A group of friends gathers at a small-town Texas reunion to untangle the knots of the past. One of the friends raises her Lone Star beer bottle in a toast.

“To James Dean,” she says. “Long live the dead.”

The dead, the missing, the transformed and the crazy all receive equal stage time in Ed Graczyk’s Come Back to the 5 & Dime, Jimmy Dean, Jimmy Dean, now at San Leandro’s California Conservatory Theatre.

If Graczyk’s drama is known for anything other than its cumbersome title, it’s as a minor 1982 film directed by Robert Altman and starring Cher, Kathy Bates and Karen Black.

If a Sam Shepard Western somehow got mashed up with Steel Magnolias, the result might be something like Jimmy Dean, an enjoyable mess of a play that grazes potent subjects ranging from gay rape to Hollywood delusion to breast cancer. There are even attempts to explore transgender issues, female bonding and loss of faith.

As they say in Texas, boy howdy, that’s a lot of territory to cover in a two-hour play. But Graczyk manages to give the dusty drama a little weight amid the lurid details.

Director Linda Piccone never lets the pace lag as she unfurls the story of the Disciples of James Dean, a group of teenagers in McCarthy, Texas, a town not far from Marfa, where James Dean, Elizabeth Taylor and Rock Hudson filmed Giant in 1955.

Mona, the leader of the Disciples, is Dean crazy. She got to be an extra in some of the Giant crowd scenes, and the sad thing is that experience turns out to be the high point of her life.

Twenty years after Dean’s death on Sept. 30, 1955, the Disciples are reuniting at the near-decrepit town’s dingy 5 & Dime (effective set by Ric Koller, lighting by Malcolm Carruthers).

Mona (Julia Mitchell) never left McCarthy, and neither did the vivacious Sissy (Eleanor Mason Reinholdt). Both women still hang out with the God-fearing 5 & Dime owner, Juanita (Mary Gibboney).

Turn-out for the reunion is disappointing, with only three out-of-town visitors: rich and sassy Stella May (Monica Cortes Viharo), always-pregnant Edna Louise (Heidi Wolff) and mysterious Joanne (Candice M. Milan), whom no one can quite place.

The action shifts back and forth between 1975 and 1955, with Danielle Perata, Kerry Wininger and Sean Grady (left with Mitchell) playing younger versions of the Disciples.
The actors keep the melodrama to a minimum _ a mercy given Graczyk’s tendency toward twangy, often purpleish prose.

Reinholdt goes even further and finds a damaged, compassionate soul under Sissy’s bravado.

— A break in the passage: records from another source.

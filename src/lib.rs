//! # thermowatch - temperature threshold notifier
//!
//! Polls a temperature sensor at a fixed interval and sends an HTTP GET to a
//! remote endpoint whenever the temperature rises above a configured
//! threshold. Repeated readings above the threshold produce a single
//! notification until the temperature drops back.
//!
//! ## Pipeline
//!
//! - **Sensor**: a [`SensorReader`] produces one [`Reading`] on demand
//! - **Watcher**: polls the reader and publishes [`Event`]s on a bounded channel
//! - **Strategy**: rising-edge detection and payload decoration
//! - **Notifier**: `GET {endpoint}/{payload}`
//! - **Controller**: drives the loop until stopped
//!
//! ## Quick Start
//!
//! ```rust,no_run
//! use std::time::Duration;
//! use thermowatch::{
//!     stop_channel, Controller, SysfsReader, TemperatureUnit, TemperatureWatcher,
//!     ThresholdStrategy, UrlPathNotifier,
//! };
//!
//! #[tokio::main]
//! async fn main() -> Result<(), Box<dyn std::error::Error>> {
//!     let reader = SysfsReader::new("/sys/class/thermal/thermal_zone0/temp");
//!     let watcher = TemperatureWatcher::new(Duration::from_secs(2), reader);
//!     let notifier = UrlPathNotifier::new("http://localhost:8080/push", Duration::from_secs(10))?;
//!     let strategy = ThresholdStrategy::new(32.5, TemperatureUnit::Celsius);
//!
//!     let (_stop, signal) = stop_channel();
//!     let mut controller = Controller::new(signal, watcher, strategy, notifier);
//!     controller.start().await?;
//!     Ok(())
//! }
//! ```

pub mod config;
pub mod error;
pub mod notifier;
pub mod pipeline;
pub mod sensor;

// Re-export public API
pub use config::MonitorConfig;
pub use error::{MonitorError, Result};
pub use notifier::{Notifier, UrlPathNotifier};
pub use pipeline::{
    controller::{stop_channel, Controller, ControllerState, RunSummary, StopHandle, StopSignal},
    strategy::{NotifyStrategy, PassThroughStrategy, ThresholdStrategy},
    watcher::{TemperatureWatcher, Watcher},
};
pub use sensor::{
    component::ComponentReader,
    data::{Event, Reading, TemperatureUnit},
    sysfs::SysfsReader,
    traits::SensorReader,
};

/// The default remote endpoint notifications are sent to
pub const DEFAULT_REMOTE_ENDPOINT: &str =
    "http://104.155.11.172:8080/api/v1/proxy/namespaces/default/services/demo/push";

/// The default temperature threshold
pub const DEFAULT_THRESHOLD: f64 = 32.5;

/// The default sensor polling interval in milliseconds
pub const DEFAULT_INTERVAL_MS: u64 = 2000;

/// The default timeout for a single notification request in milliseconds
pub const DEFAULT_REQUEST_TIMEOUT_MS: u64 = 10_000;

/// The default capacity of the watcher event channel
pub const DEFAULT_EVENT_CAPACITY: usize = 16;

/// The default sysfs temperature file
pub const DEFAULT_SENSOR_PATH: &str = "/sys/class/thermal/thermal_zone0/temp";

Viharo’s strong comic instincts make the most of an underwritten role, and the younger actors are all excellent.

Mitchell handles the difficult role of Mona well and connects to the character’s paralyzing fear of death, an undercurrent that threatens to transform Come Back to the 5 & Dime, Jimmy Dean, Jimmy Dean from a pulpy soap opera into a serious drama.